If you are concerned about your girlfriend but not aware of any reason that she should be upset, the only way to get to the bottom of it is to ask her outright if she's OK. This may be easier said than done. You may not want to approach the subject out of fear that she will tell you she's unhappy in the relationship. Putting it off, however, won't resolve anything. It is far better to confront issues head on and take the necessary steps to work things out.
Step 1
Set the scene. It is important to give thought to where and when to ask your girlfriend if everything is OK. Choose a time when she's happy and relaxed, if possible. Make sure you can have a productive conversation and that you won't be disturbed.
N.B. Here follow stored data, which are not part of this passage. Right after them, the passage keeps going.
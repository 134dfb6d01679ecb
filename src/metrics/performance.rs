use crate::error::{BacktestError, Result};
use crate::strategy::{Position, SignalFrame};
use chrono::{DateTime, Utc};
use serde::{Deserialize, Serialize};

//final strategy value and its edge over buy-and-hold, both rounded to cents
#[derive(Debug, Clone, Copy, PartialEq, Serialize, Deserialize)]
pub struct PerformanceResult {
    pub performance: f64,
    pub outperformance: f64,
}

//one evaluated period of the cumulative curves
#[derive(Debug, Clone, Copy, PartialEq, Serialize, Deserialize)]
pub struct CumulativePoint {
    pub timestamp: DateTime<Utc>,
    pub log_return: f64,
    //position decided at this timestamp, earning the next period's return
    pub position: Position,
    //position decided one period earlier, earning this period's return
    pub held: Position,
    //held * log_return net of transaction cost
    pub strategy_return: f64,
    pub trade: bool,
    pub cum_returns: f64,
    pub cum_strategy: f64,
}

#[derive(Debug, Clone, PartialEq, Default)]
pub struct CumulativeSeries {
    points: Vec<CumulativePoint>,
}

impl CumulativeSeries {
    pub fn points(&self) -> &[CumulativePoint] {
        &self.points
    }

    pub fn len(&self) -> usize {
        self.points.len()
    }

    pub fn is_empty(&self) -> bool {
        self.points.is_empty()
    }

    pub fn last(&self) -> Option<&CumulativePoint> {
        self.points.last()
    }

    pub fn strategy_returns(&self) -> Vec<f64> {
        self.points.iter().map(|p| p.strategy_return).collect()
    }

    pub fn num_trades(&self) -> usize {
        self.points.iter().filter(|p| p.trade).count()
    }
}

pub fn round_cents(value: f64) -> f64 {
    (value * 100.0).round() / 100.0
}

//compounds the shifted positions against the returns of the frame
//
//strategy[t] = position[t-1] * return[t], minus transaction_cost whenever
//position[t] != position[t-1]; the first row has no predecessor so it only
//seeds the first held position and is neither traded nor compounded.
//both curves start from amount and compound log returns via exp(cumsum).
//frames marked with first_return_in_baseline also compound returns[0] into
//buy-and-hold.
pub fn evaluate(
    frame: &SignalFrame,
    transaction_cost: f64,
    amount: f64,
) -> Result<(CumulativeSeries, PerformanceResult)> {
    if frame.len() < 2 {
        return Err(BacktestError::InsufficientWindow {
            window: 2,
            available: frame.len(),
        });
    }

    let timestamps = frame.timestamps();
    let returns = frame.returns();
    let positions = frame.positions();

    let mut points = Vec::with_capacity(frame.len() - 1);
    let mut sum_returns = if frame.first_return_in_baseline() {
        returns[0]
    } else {
        0.0
    };
    let mut sum_strategy = 0.0;

    for t in 1..frame.len() {
        let held = positions[t - 1];
        let trade = positions[t] != held;

        let mut strategy_return = held.as_f64() * returns[t];
        if trade {
            strategy_return -= transaction_cost;
        }

        sum_returns += returns[t];
        sum_strategy += strategy_return;

        points.push(CumulativePoint {
            timestamp: timestamps[t],
            log_return: returns[t],
            position: positions[t],
            held,
            strategy_return,
            trade,
            cum_returns: amount * sum_returns.exp(),
            cum_strategy: amount * sum_strategy.exp(),
        });
    }

    let final_strategy = amount * sum_strategy.exp();
    let final_returns = amount * sum_returns.exp();
    let result = PerformanceResult {
        performance: round_cents(final_strategy),
        outperformance: round_cents(final_strategy - final_returns),
    };

    Ok((CumulativeSeries { points }, result))
}
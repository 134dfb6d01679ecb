pub mod loader;
pub mod series;

pub use loader::SeriesLoader;
pub use series::{DateRange, MarketData, PricePoint, PriceSeries, ReturnPoint, ReturnSeries};
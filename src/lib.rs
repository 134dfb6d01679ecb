//a vectorized backtesting engine for directional strategies on a single price series

pub mod config;
pub mod data;
pub mod engine;
pub mod error;
pub mod logging;
pub mod metrics;
pub mod model;
pub mod strategy;

//prelude module for convenient imports
pub mod prelude {
    pub use crate::config::{
        BacktestConfiguration, LinearRegressionParams, LoaderConfig, MeanReversionParams,
        MomentumParams, SmaParams, StrategyParams, StrategyType,
    };
    pub use crate::data::{DateRange, MarketData, PriceSeries, ReturnSeries, SeriesLoader};
    pub use crate::engine::{
        run_backtest, BacktestConfig, BacktestRun, BacktestState, Backtester, OptimizationResult,
        ParamRange,
    };
    pub use crate::error::{BacktestError, Result};
    pub use crate::logging::init_logging;
    pub use crate::metrics::{BacktestSummary, CumulativeSeries, PerformanceResult};
    pub use crate::model::{RegressionFitter, RegressionModel};
    pub use crate::strategy::{Indicators, Position, SignalFrame, SignalGenerator};
}
use crate::config::MeanReversionParams;
use crate::data::MarketData;
use crate::error::{BacktestError, Result};
use crate::strategy::{
    frame_from, require_positive, rolling_mean, IndicatorSeries, Position, SignalFrame,
    SignalGenerator,
};

//price mean and the distance of the price from it, aligned to the return series
//the mean only covers prices that close a return period, the first price is left out
#[derive(Debug, Clone, PartialEq)]
pub struct MeanReversionIndicators {
    pub mean: IndicatorSeries,
    pub distance: IndicatorSeries,
}

//bets on the price returning to its moving average
//short above mean + threshold, long below mean - threshold,
//flat on the row where the distance changes sign, otherwise hold
//buy-and-hold also earns the return of the first row, which only seeds a position
impl SignalGenerator for MeanReversionParams {
    type Indicators = MeanReversionIndicators;

    fn name(&self) -> &'static str {
        "Mean Reversion"
    }

    fn validate(&self) -> Result<()> {
        require_positive("SMA", self.window)?;
        if !self.threshold.is_finite() || self.threshold < 0.0 {
            return Err(BacktestError::invalid(
                "threshold",
                format!("{} is not a non-negative number", self.threshold),
            ));
        }
        Ok(())
    }

    fn compute_indicators(&self, data: &MarketData) -> Result<MeanReversionIndicators> {
        let prices = data.closing_prices();
        if self.window > prices.len() {
            return Err(BacktestError::InsufficientWindow {
                window: self.window,
                available: prices.len(),
            });
        }

        let mean = rolling_mean(&prices, self.window);
        let distance = prices
            .iter()
            .zip(&mean)
            .map(|(price, mean)| mean.map(|m| price - m))
            .collect();

        Ok(MeanReversionIndicators { mean, distance })
    }

    fn compute_positions(
        &self,
        data: &MarketData,
        indicators: &MeanReversionIndicators,
    ) -> Result<SignalFrame> {
        let start = indicators
            .distance
            .iter()
            .position(Option::is_some)
            .ok_or(BacktestError::InsufficientWindow {
                window: self.window,
                available: data.prices().len(),
            })?;

        let distance: Vec<f64> = indicators.distance[start..]
            .iter()
            .map(|d| d.unwrap_or(0.0))
            .collect();

        let mut positions = Vec::with_capacity(distance.len());
        let mut held = Position::Flat;

        for (i, &d) in distance.iter().enumerate() {
            let mut signal = None;
            if d > self.threshold {
                signal = Some(Position::Short);
            }
            if d < -self.threshold {
                signal = Some(Position::Long);
            }
            //crossing the mean wins over both thresholds
            if i > 0 && d * distance[i - 1] < 0.0 {
                signal = Some(Position::Flat);
            }

            if let Some(signal) = signal {
                held = signal;
            }
            positions.push(held);
        }

        Ok(frame_from(data, start, positions, self.window)?.with_first_return_in_baseline())
    }
}
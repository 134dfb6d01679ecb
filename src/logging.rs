//structured logging setup for the binary
//the library only emits tracing events and never installs a subscriber

use tracing_subscriber::{fmt, layer::SubscriberExt, util::SubscriberInitExt, EnvFilter};

//initialize logging with the given level, RUST_LOG takes precedence
pub fn init_logging(level: &str) -> anyhow::Result<()> {
    let filter = EnvFilter::try_from_default_env().unwrap_or_else(|_| EnvFilter::new(level));

    tracing_subscriber::registry()
        .with(filter)
        .with(fmt::layer().with_target(false))
        .try_init()
        .map_err(|e| anyhow::anyhow!("Failed to init logging: {}", e))?;

    Ok(())
}
pub mod backtest;
pub mod optimizer;

pub use backtest::{
    run_backtest, BacktestConfig, BacktestRun, BacktestState, Backtester, OptimizationResult,
};
pub use optimizer::{grid_points, optimize, GridOptimum, ParamRange};
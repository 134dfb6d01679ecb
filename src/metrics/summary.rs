use crate::config::StrategyParams;
use crate::metrics::performance::{CumulativeSeries, PerformanceResult};
use prettytable::{Cell, Row, Table};
use serde::{Deserialize, Serialize};
use statrs::statistics::Statistics;

const PERIODS_PER_YEAR: f64 = 252.0;

//summary metrics for a backtest
#[derive(Debug, Clone, PartialEq, Serialize, Deserialize)]
pub struct BacktestSummary {
    pub amount: f64,
    pub baseline_final: f64,
    pub strategy_final: f64,
    pub performance: f64,
    pub outperformance: f64,
    pub periods: usize,
    pub num_trades: usize,
    pub exposure: f64,
    pub max_drawdown: f64,
    pub sharpe_ratio: f64,
    pub annualized_volatility: f64,
}

impl BacktestSummary {
    //calculate summary metrics from the cumulative curves
    pub fn from_backtest(
        series: &CumulativeSeries,
        result: &PerformanceResult,
        amount: f64,
    ) -> Self {
        let (baseline_final, strategy_final) = series
            .last()
            .map(|p| (p.cum_returns, p.cum_strategy))
            .unwrap_or((amount, amount));

        let returns = series.strategy_returns();
        let equity: Vec<f64> = series.points().iter().map(|p| p.cum_strategy).collect();

        //share of periods with a position on
        let exposure = if series.is_empty() {
            0.0
        } else {
            let held = series.points().iter().filter(|p| !p.held.is_flat()).count();
            held as f64 / series.len() as f64
        };

        BacktestSummary {
            amount,
            baseline_final,
            strategy_final,
            performance: result.performance,
            outperformance: result.outperformance,
            periods: series.len(),
            num_trades: series.num_trades(),
            exposure,
            max_drawdown: max_drawdown(amount, &equity),
            sharpe_ratio: sharpe_ratio(&returns),
            annualized_volatility: annualized_volatility(&returns),
        }
    }

    //prints metrics in a formatted table
    pub fn pretty_print_table(&self, params: &StrategyParams) {
        let mut table = Table::new();

        table.add_row(Row::new(vec![Cell::new("Metric"), Cell::new("Value")]));

        table.add_row(Row::new(vec![
            Cell::new("Strategy"),
            Cell::new(params.name()),
        ]));

        for (name, value) in params.named() {
            table.add_row(Row::new(vec![Cell::new(name), Cell::new(&value)]));
        }

        table.add_row(Row::new(vec![
            Cell::new("Amount"),
            Cell::new(&format!("{:.2}", self.amount)),
        ]));

        table.add_row(Row::new(vec![
            Cell::new("Buy and Hold"),
            Cell::new(&format!("{:.2}", self.baseline_final)),
        ]));

        table.add_row(Row::new(vec![
            Cell::new("Performance"),
            Cell::new(&format!("{:.2}", self.performance)),
        ]));

        table.add_row(Row::new(vec![
            Cell::new("Outperformance"),
            Cell::new(&format!("{:.2}", self.outperformance)),
        ]));

        table.add_row(Row::new(vec![
            Cell::new("Periods"),
            Cell::new(&format!("{}", self.periods)),
        ]));

        table.add_row(Row::new(vec![
            Cell::new("Number of Trades"),
            Cell::new(&format!("{}", self.num_trades)),
        ]));

        table.add_row(Row::new(vec![
            Cell::new("Exposure"),
            Cell::new(&format!("{:.2}%", self.exposure * 100.0)),
        ]));

        table.add_row(Row::new(vec![
            Cell::new("Max Drawdown"),
            Cell::new(&format!("{:.2}%", self.max_drawdown * 100.0)),
        ]));

        table.add_row(Row::new(vec![
            Cell::new("Sharpe Ratio"),
            Cell::new(&format!("{:.3}", self.sharpe_ratio)),
        ]));

        table.add_row(Row::new(vec![
            Cell::new("Annualized Volatility"),
            Cell::new(&format!("{:.2}%", self.annualized_volatility * 100.0)),
        ]));

        table.printstd();
    }
}

//largest peak to trough fall of the equity curve as a fraction of the peak
//the starting amount counts as the first peak
pub fn max_drawdown(amount: f64, equity: &[f64]) -> f64 {
    let mut peak = amount;
    let mut max_dd = 0.0_f64;

    for &value in equity {
        if value > peak {
            peak = value;
        }
        if peak > 0.0 {
            max_dd = max_dd.max((peak - value) / peak);
        }
    }

    max_dd
}

fn sharpe_ratio(returns: &[f64]) -> f64 {
    if returns.len() < 2 {
        return 0.0;
    }

    let mean = returns.mean();
    let std_dev = returns.std_dev();

    if std_dev == 0.0 || !std_dev.is_finite() {
        return 0.0;
    }

    //annualize assuming daily returns
    (mean / std_dev) * PERIODS_PER_YEAR.sqrt()
}

fn annualized_volatility(returns: &[f64]) -> f64 {
    if returns.len() < 2 {
        return 0.0;
    }
    returns.std_dev() * PERIODS_PER_YEAR.sqrt()
}
use crate::engine::BacktestState;
use chrono::NaiveDate;
use thiserror::Error;

pub type Result<T> = std::result::Result<T, BacktestError>;

//every failure the engine can surface
//none of these are retried, they all mean the input is structurally wrong
#[derive(Error, Debug)]
pub enum BacktestError {
    #[error("symbol {symbol} not found in dataset")]
    DataNotFound { symbol: String },

    #[error("no rows for {symbol} between {start} and {end}")]
    EmptyRange {
        symbol: String,
        start: NaiveDate,
        end: NaiveDate,
    },

    #[error("window of {window} needs more data than the {available} rows available")]
    InsufficientWindow { window: usize, available: usize },

    #[error("regression design matrix with {lags} lag(s) is rank-deficient")]
    SingularFit { lags: usize },

    #[error("invalid parameter {name}: {reason}")]
    InvalidParameter { name: &'static str, reason: String },

    #[error("cannot {operation} while backtest is {state:?}")]
    NotReady {
        operation: &'static str,
        state: BacktestState,
    },

    #[error("optimization failed at grid point {point:?}: {source}")]
    OptimizationFailed {
        point: Vec<usize>,
        #[source]
        source: Box<BacktestError>,
    },

    #[error("invalid data at row {row}: {reason}")]
    InvalidData { row: usize, reason: String },

    #[error(transparent)]
    Csv(#[from] csv::Error),

    #[error(transparent)]
    Io(#[from] std::io::Error),
}

impl BacktestError {
    pub fn invalid(name: &'static str, reason: impl Into<String>) -> Self {
        BacktestError::InvalidParameter {
            name,
            reason: reason.into(),
        }
    }
}

#[cfg(test)]
mod tests {
    use super::*;

    #[test]
    fn optimization_failure_names_the_point() {
        let err = BacktestError::OptimizationFailed {
            point: vec![3, 7],
            source: Box::new(BacktestError::SingularFit { lags: 3 }),
        };
        let msg = err.to_string();
        assert!(msg.contains("[3, 7]"));
        assert!(msg.contains("rank-deficient"));
    }

    #[test]
    fn invalid_helper_builds_parameter_error() {
        let err = BacktestError::invalid("lags", "must be positive");
        assert!(matches!(
            err,
            BacktestError::InvalidParameter { name: "lags", .. }
        ));
    }
}
use crate::error::{BacktestError, Result};
use rayon::prelude::*;
use serde::{Deserialize, Serialize};
use std::str::FromStr;
use tracing::debug;

//integer parameter range, start inclusive and stop exclusive
#[derive(Debug, Clone, Copy, PartialEq, Eq, Serialize, Deserialize)]
pub struct ParamRange {
    pub start: usize,
    pub stop: usize,
    pub step: usize,
}

impl ParamRange {
    pub fn new(start: usize, stop: usize, step: usize) -> Result<Self> {
        let range = ParamRange { start, stop, step };
        range.validate()?;
        Ok(range)
    }

    pub fn validate(&self) -> Result<()> {
        if self.step == 0 {
            return Err(BacktestError::invalid("ranges", "step must be positive"));
        }
        if self.start >= self.stop {
            return Err(BacktestError::invalid(
                "ranges",
                format!("{}:{} contains no value", self.start, self.stop),
            ));
        }
        Ok(())
    }

    pub fn values(&self) -> Vec<usize> {
        (self.start..self.stop).step_by(self.step).collect()
    }
}

//parses "start:stop:step" or "start,stop,step"
impl FromStr for ParamRange {
    type Err = BacktestError;

    fn from_str(s: &str) -> Result<Self> {
        let parts: Vec<&str> = s.split(|c: char| c == ':' || c == ',').map(str::trim).collect();
        if parts.len() != 3 {
            return Err(BacktestError::invalid(
                "ranges",
                format!("expected start:stop:step, got {:?}", s),
            ));
        }

        let mut numbers = [0usize; 3];
        for (slot, part) in numbers.iter_mut().zip(&parts) {
            *slot = part.parse().map_err(|_| {
                BacktestError::invalid("ranges", format!("{:?} is not a whole number", part))
            })?;
        }

        ParamRange::new(numbers[0], numbers[1], numbers[2])
    }
}

//best grid point and its objective value
#[derive(Debug, Clone, PartialEq)]
pub struct GridOptimum {
    pub point: Vec<usize>,
    pub score: f64,
}

//cartesian product of the ranges, the last range varying fastest
pub fn grid_points(ranges: &[ParamRange]) -> Result<Vec<Vec<usize>>> {
    if ranges.is_empty() || ranges.len() > 2 {
        return Err(BacktestError::invalid(
            "ranges",
            format!("{} range(s) given, 1 or 2 expected", ranges.len()),
        ));
    }
    for range in ranges {
        range.validate()?;
    }

    let mut points: Vec<Vec<usize>> = vec![Vec::new()];
    for range in ranges {
        let values = range.values();
        points = points
            .into_iter()
            .flat_map(|prefix| {
                values.iter().map(move |&v| {
                    let mut point = prefix.clone();
                    point.push(v);
                    point
                })
            })
            .collect();
    }
    Ok(points)
}

//exhaustive minimization of objective over the grid
//
//every point is scored, in parallel on the rayon pool when asked. the first
//point in grid order holding the lowest score wins so the outcome does not
//depend on scheduling. a failing point aborts the search; NaN scores never win.
pub fn optimize<F>(ranges: &[ParamRange], parallel: bool, objective: F) -> Result<GridOptimum>
where
    F: Fn(&[usize]) -> Result<f64> + Sync,
{
    let points = grid_points(ranges)?;
    debug!(points = points.len(), parallel, "grid search started");

    let score = |point: &Vec<usize>| {
        objective(point.as_slice()).map_err(|e| BacktestError::OptimizationFailed {
            point: point.clone(),
            source: Box::new(e),
        })
    };

    let scores: Vec<f64> = if parallel {
        points.par_iter().map(score).collect::<Result<_>>()?
    } else {
        points.iter().map(score).collect::<Result<_>>()?
    };

    let mut best: Option<usize> = None;
    for (i, &s) in scores.iter().enumerate() {
        if s.is_nan() {
            continue;
        }
        match best {
            Some(b) if scores[b] <= s => {}
            _ => best = Some(i),
        }
    }

    let best = best.ok_or_else(|| {
        BacktestError::invalid("ranges", "no grid point produced a comparable score")
    })?;

    Ok(GridOptimum {
        point: points[best].clone(),
        score: scores[best],
    })
}

#[cfg(test)]
mod tests {
    use super::*;

    #[test]
    fn parses_colon_and_comma_forms() {
        let a: ParamRange = "20:61:4".parse().unwrap();
        let b: ParamRange = "20, 61, 4".parse().unwrap();
        assert_eq!(a, b);
        assert_eq!(a.values(), vec![20, 24, 28, 32, 36, 40, 44, 48, 52, 56, 60]);
    }

    #[test]
    fn stop_is_exclusive() {
        let range = ParamRange::new(2, 11, 3).unwrap();
        assert_eq!(range.values(), vec![2, 5, 8]);
        assert_eq!(ParamRange::new(4, 5, 10).unwrap().values(), vec![4]);
    }

    #[test]
    fn rejects_bad_ranges() {
        assert!("1:5".parse::<ParamRange>().is_err());
        assert!("1:5:0".parse::<ParamRange>().is_err());
        assert!("5:5:1".parse::<ParamRange>().is_err());
        assert!("a:5:1".parse::<ParamRange>().is_err());
    }

    #[test]
    fn grid_is_row_major() {
        let ranges = [ParamRange::new(1, 3, 1).unwrap(), ParamRange::new(10, 30, 10).unwrap()];
        let points = grid_points(&ranges).unwrap();
        assert_eq!(
            points,
            vec![vec![1, 10], vec![1, 20], vec![2, 10], vec![2, 20]]
        );
    }

    #[test]
    fn three_ranges_are_rejected() {
        let r = ParamRange::new(1, 2, 1).unwrap();
        assert!(grid_points(&[r, r, r]).is_err());
        assert!(grid_points(&[]).is_err());
    }

    #[test]
    fn finds_known_minimum() {
        let ranges = [ParamRange::new(0, 10, 1).unwrap(), ParamRange::new(0, 10, 1).unwrap()];
        for parallel in [false, true] {
            let best = optimize(&ranges, parallel, |p| {
                let (x, y) = (p[0] as f64, p[1] as f64);
                Ok((x - 3.0).powi(2) + (y - 7.0).powi(2))
            })
            .unwrap();
            assert_eq!(best.point, vec![3, 7]);
            assert_eq!(best.score, 0.0);
        }
    }

    #[test]
    fn ties_go_to_the_first_point() {
        let ranges = [ParamRange::new(1, 6, 1).unwrap()];
        let best = optimize(&ranges, true, |p| Ok(if p[0] >= 3 { -1.0 } else { 0.0 })).unwrap();
        assert_eq!(best.point, vec![3]);
    }

    #[test]
    fn nan_scores_never_win() {
        let ranges = [ParamRange::new(1, 4, 1).unwrap()];
        let best = optimize(&ranges, false, |p| {
            Ok(if p[0] == 1 { f64::NAN } else { p[0] as f64 })
        })
        .unwrap();
        assert_eq!(best.point, vec![2]);
    }

    #[test]
    fn failing_point_aborts_the_search() {
        let ranges = [ParamRange::new(1, 5, 1).unwrap()];
        for parallel in [false, true] {
            let err = optimize(&ranges, parallel, |p| {
                if p[0] == 2 {
                    Err(BacktestError::invalid("SMA1", "boom"))
                } else {
                    Ok(0.0)
                }
            })
            .unwrap_err();
            assert!(matches!(
                err,
                BacktestError::OptimizationFailed { ref point, .. } if point == &vec![2]
            ));
        }
    }
}
pub mod performance;
pub mod summary;

pub use performance::{evaluate, round_cents, CumulativePoint, CumulativeSeries, PerformanceResult};
pub use summary::{max_drawdown, BacktestSummary};
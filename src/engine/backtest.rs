use crate::config::StrategyParams;
use crate::data::{DateRange, MarketData, SeriesLoader};
use crate::engine::optimizer::{optimize, ParamRange};
use crate::error::{BacktestError, Result};
use crate::metrics::{evaluate, BacktestSummary, CumulativeSeries, PerformanceResult};
use crate::strategy::{Indicators, SignalFrame};
use std::sync::Arc;
use tracing::{debug, info};

//configuration for a backtest
#[derive(Debug, Clone, Copy, PartialEq)]
pub struct BacktestConfig {
    pub amount: f64,
    pub transaction_cost: f64,
    pub parallel: bool,
}

impl Default for BacktestConfig {
    fn default() -> Self {
        BacktestConfig {
            amount: 10000.0,
            transaction_cost: 0.0,
            parallel: true,
        }
    }
}

impl BacktestConfig {
    pub fn validate(&self) -> Result<()> {
        if !self.amount.is_finite() || self.amount <= 0.0 {
            return Err(BacktestError::invalid(
                "amount",
                format!("{} is not a positive amount", self.amount),
            ));
        }
        if !self.transaction_cost.is_finite() || self.transaction_cost < 0.0 {
            return Err(BacktestError::invalid(
                "transaction_cost",
                format!("{} is not a non-negative cost", self.transaction_cost),
            ));
        }
        Ok(())
    }
}

//lifecycle of a backtester
#[derive(Debug, Clone, Copy, PartialEq, Eq)]
pub enum BacktestState {
    Uninitialized,
    Loaded,
    Parameterized,
    Evaluated,
}

//result of a backtest
#[derive(Debug, Clone, PartialEq)]
pub struct BacktestRun {
    pub params: StrategyParams,
    pub frame: SignalFrame,
    pub cumulative: CumulativeSeries,
    pub result: PerformanceResult,
}

impl BacktestRun {
    pub fn summary(&self, amount: f64) -> BacktestSummary {
        BacktestSummary::from_backtest(&self.cumulative, &self.result, amount)
    }
}

//best parameters found by a grid search, already applied to the backtester
#[derive(Debug, Clone, PartialEq)]
pub struct OptimizationResult {
    pub params: StrategyParams,
    pub point: Vec<usize>,
    //performance of the best point, the negated objective
    pub performance: f64,
}

//runs one backtest without touching any backtester state
pub fn run_backtest(
    data: &MarketData,
    params: &StrategyParams,
    config: &BacktestConfig,
) -> Result<BacktestRun> {
    config.validate()?;
    let frame = params.compute_position(data)?;
    let (cumulative, result) = evaluate(&frame, config.transaction_cost, config.amount)?;

    Ok(BacktestRun {
        params: params.clone(),
        frame,
        cumulative,
        result,
    })
}

#[derive(Debug, Clone)]
struct Prepared {
    params: StrategyParams,
    indicators: Indicators,
}

//stateful backtester holding the loaded series and the latest run
pub struct Backtester {
    config: BacktestConfig,
    data: Option<Arc<MarketData>>,
    prepared: Option<Prepared>,
    latest: Option<BacktestRun>,
}

impl Backtester {
    //creates a new backtester without data
    pub fn new(config: BacktestConfig) -> Result<Self> {
        config.validate()?;
        Ok(Backtester {
            config,
            data: None,
            prepared: None,
            latest: None,
        })
    }

    pub fn with_data(config: BacktestConfig, data: MarketData) -> Result<Self> {
        let mut backtester = Backtester::new(config)?;
        backtester.set_data(data);
        Ok(backtester)
    }

    //loads one symbol over the range, dropping any parameters and results
    pub fn load(&mut self, loader: &SeriesLoader, symbol: &str, range: &DateRange) -> Result<()> {
        let data = loader.load(symbol, range)?;
        self.set_data(data);
        Ok(())
    }

    pub fn set_data(&mut self, data: MarketData) {
        info!(
            symbol = data.symbol(),
            rows = data.prices().len(),
            "market data loaded"
        );
        self.data = Some(Arc::new(data));
        self.prepared = None;
        self.latest = None;
    }

    pub fn config(&self) -> &BacktestConfig {
        &self.config
    }

    pub fn state(&self) -> BacktestState {
        match (&self.data, &self.prepared, &self.latest) {
            (None, _, _) => BacktestState::Uninitialized,
            (Some(_), None, _) => BacktestState::Loaded,
            (Some(_), Some(_), None) => BacktestState::Parameterized,
            (Some(_), Some(_), Some(_)) => BacktestState::Evaluated,
        }
    }

    pub fn data(&self) -> Option<&MarketData> {
        self.data.as_deref()
    }

    pub fn parameters(&self) -> Option<&StrategyParams> {
        self.prepared.as_ref().map(|p| &p.params)
    }

    //validates the parameters and recomputes the indicators that depend on them
    //on error the previous parameters, indicators and results stay in place
    pub fn set_parameters(&mut self, params: StrategyParams) -> Result<()> {
        let data = self.require_data("set parameters")?;
        let previous = self
            .prepared
            .as_ref()
            .map(|p| (&p.params, &p.indicators));
        let indicators = params.refresh_indicators(&data, previous)?;

        debug!(strategy = params.name(), params = ?params.named(), "parameters set");
        self.prepared = Some(Prepared { params, indicators });
        self.latest = None;
        Ok(())
    }

    //runs the strategy with the current parameters
    pub fn run_strategy(&mut self) -> Result<&BacktestRun> {
        let data = self.require_data("run strategy")?;
        let prepared = self.prepared.as_ref().ok_or(BacktestError::NotReady {
            operation: "run strategy",
            state: self.state(),
        })?;

        let frame = prepared.params.compute_positions(&data, &prepared.indicators)?;
        let (cumulative, result) =
            evaluate(&frame, self.config.transaction_cost, self.config.amount)?;

        info!(
            strategy = prepared.params.name(),
            performance = result.performance,
            outperformance = result.outperformance,
            "backtest finished"
        );

        let run = BacktestRun {
            params: prepared.params.clone(),
            frame,
            cumulative,
            result,
        };
        let run: &BacktestRun = self.latest.insert(run);
        Ok(run)
    }

    //sets the parameters and runs them
    pub fn run_with(&mut self, params: StrategyParams) -> Result<&BacktestRun> {
        self.set_parameters(params)?;
        self.run_strategy()
    }

    //latest evaluated run, None until the strategy has been run
    pub fn results(&self) -> Option<&BacktestRun> {
        self.latest.as_ref()
    }

    //grid searches the current strategy's integer parameters for the best performance
    //the winning parameters are set and run before returning
    pub fn optimize_parameters(&mut self, ranges: &[ParamRange]) -> Result<OptimizationResult> {
        let data = self.require_data("optimize parameters")?;
        let base = self
            .parameters()
            .cloned()
            .ok_or(BacktestError::NotReady {
                operation: "optimize parameters",
                state: self.state(),
            })?;
        if ranges.len() > base.grid_dimensions() {
            return Err(BacktestError::invalid(
                "ranges",
                format!(
                    "{} accepts at most {} range(s), got {}",
                    base.name(),
                    base.grid_dimensions(),
                    ranges.len()
                ),
            ));
        }

        let config = self.config;
        info!(strategy = base.name(), ranges = ?ranges, "optimization started");

        let optimum = optimize(ranges, config.parallel, |point| {
            let params = base.with_grid_point(point)?;
            let run = run_backtest(&data, &params, &config)?;
            Ok(-run.result.performance)
        })?;

        let params = base.with_grid_point(&optimum.point)?;
        self.run_with(params.clone())?;

        info!(
            point = ?optimum.point,
            performance = -optimum.score,
            "optimization finished"
        );

        Ok(OptimizationResult {
            params,
            point: optimum.point,
            performance: -optimum.score,
        })
    }

    fn require_data(&self, operation: &'static str) -> Result<Arc<MarketData>> {
        self.data.clone().ok_or(BacktestError::NotReady {
            operation,
            state: self.state(),
        })
    }
}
There is no point trying to have a serious conversation if you can't both focus on it, according to Charles Schmitz, dean emeritus and professor emeritus of counseling and family therapy at the University of Missouri-St. Louis, and his wife, Elizabeth Schmitz, who holds a doctorate in education. Turn off the television, switch off your cell phones and sit down together. The more comfortable you both are, the more you will get out of the discussion.
Step 2
Explain why you want to talk to your girlfriend before you start quizzing her. Tell her why you have concerns about her well-being or about the state of your relationship. Use "I" phrases rather than "you" to avoid giving the impression that you are blaming her. "I have been really worried about you recently and want to know what I can do to help," is much more effective than, "You're really touchy and grouchy at the moment. What on earth is wrong with you?" If she gets defensive at the start of the conversation, you are unlikely to achieve anything.
Step 3
Listen to what your girlfriend says. This is the most important part of the entire process. Don't interrupt her, be it to ask a question, defend yourself or disagree with something she says, advises therapist Isadora Alman. Wait until she has finished speaking to take your turn. Be prepared to hear something you don't like. She may say she has doubts about your relationship. If this is the case, decide how to move forward from this point. Have an honest conversation about what you both want from the relationship and how it can be improved. Couples counseling may help you work through difficult issues.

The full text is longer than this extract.